--- Brief ---
In the records below, find the line with "use rust_decimal::Decimal;"; retype that line and all the following lines through the end, exactly, and add nothing.
--- START ---
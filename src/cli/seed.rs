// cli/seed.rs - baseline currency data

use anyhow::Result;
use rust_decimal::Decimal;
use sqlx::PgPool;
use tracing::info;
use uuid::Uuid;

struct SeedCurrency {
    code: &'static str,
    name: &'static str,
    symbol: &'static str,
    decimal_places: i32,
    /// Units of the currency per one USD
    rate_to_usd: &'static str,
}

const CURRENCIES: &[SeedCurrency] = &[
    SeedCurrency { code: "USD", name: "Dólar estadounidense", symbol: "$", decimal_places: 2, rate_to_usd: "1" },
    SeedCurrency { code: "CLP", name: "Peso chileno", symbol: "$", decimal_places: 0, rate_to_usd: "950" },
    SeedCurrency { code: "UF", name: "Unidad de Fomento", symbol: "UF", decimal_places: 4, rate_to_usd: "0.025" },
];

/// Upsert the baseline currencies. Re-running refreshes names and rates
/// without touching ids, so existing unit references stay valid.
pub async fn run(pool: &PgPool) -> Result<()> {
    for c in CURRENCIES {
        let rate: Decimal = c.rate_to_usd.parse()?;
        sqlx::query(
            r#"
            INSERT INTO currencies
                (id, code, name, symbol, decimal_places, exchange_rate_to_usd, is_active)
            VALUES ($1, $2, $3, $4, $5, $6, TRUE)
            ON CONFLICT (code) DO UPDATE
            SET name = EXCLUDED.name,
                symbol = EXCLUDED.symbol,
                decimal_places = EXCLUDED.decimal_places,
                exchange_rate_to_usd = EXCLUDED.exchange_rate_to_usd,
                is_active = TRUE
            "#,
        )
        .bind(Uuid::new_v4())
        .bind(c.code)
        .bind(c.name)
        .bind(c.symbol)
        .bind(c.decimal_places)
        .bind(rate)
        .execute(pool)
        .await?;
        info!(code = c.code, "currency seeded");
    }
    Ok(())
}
--- END ---
--- Your solution ---
use rust_decimal::Decimal;
use sqlx::PgPool;
use tracing::info;
use uuid::Uuid;

struct SeedCurrency {
    code: &'static str,
    name: &'static str,
    symbol: &'static str,
    decimal_places: i32,
    /// Units of the currency per one USD
    rate_to_usd: &'static str,
}

const CURRENCIES: &[SeedCurrency] = &[
    SeedCurrency { code: "USD", name: "Dólar estadounidense", symbol: "$", decimal_places: 2, rate_to_usd: "1" },
    SeedCurrency { code: "CLP", name: "Peso chileno", symbol: "$", decimal_places: 0, rate_to_usd: "950" },
    SeedCurrency { code: "UF", name: "Unidad de Fomento", symbol: "UF", decimal_places: 4, rate_to_usd: "0.025" },
];

/// Upsert the baseline currencies. Re-running refreshes names and rates
/// without touching ids, so existing unit references stay valid.
pub async fn run(pool: &PgPool) -> Result<()> {
    for c in CURRENCIES {
        let rate: Decimal = c.rate_to_usd.parse()?;
        sqlx::query(
            r#"
            INSERT INTO currencies
                (id, code, name, symbol, decimal_places, exchange_rate_to_usd, is_active)
            VALUES ($1, $2, $3, $4, $5, $6, TRUE)
            ON CONFLICT (code) DO UPDATE
            SET name = EXCLUDED.name,
                symbol = EXCLUDED.symbol,
                decimal_places = EXCLUDED.decimal_places,
                exchange_rate_to_usd = EXCLUDED.exchange_rate_to_usd,
                is_active = TRUE
            "#,
        )
        .bind(Uuid::new_v4())
        .bind(c.code)
        .bind(c.name)
        .bind(c.symbol)
        .bind(c.decimal_places)
        .bind(rate)
        .execute(pool)
        .await?;
        info!(code = c.code, "currency seeded");
    }
    Ok(())
}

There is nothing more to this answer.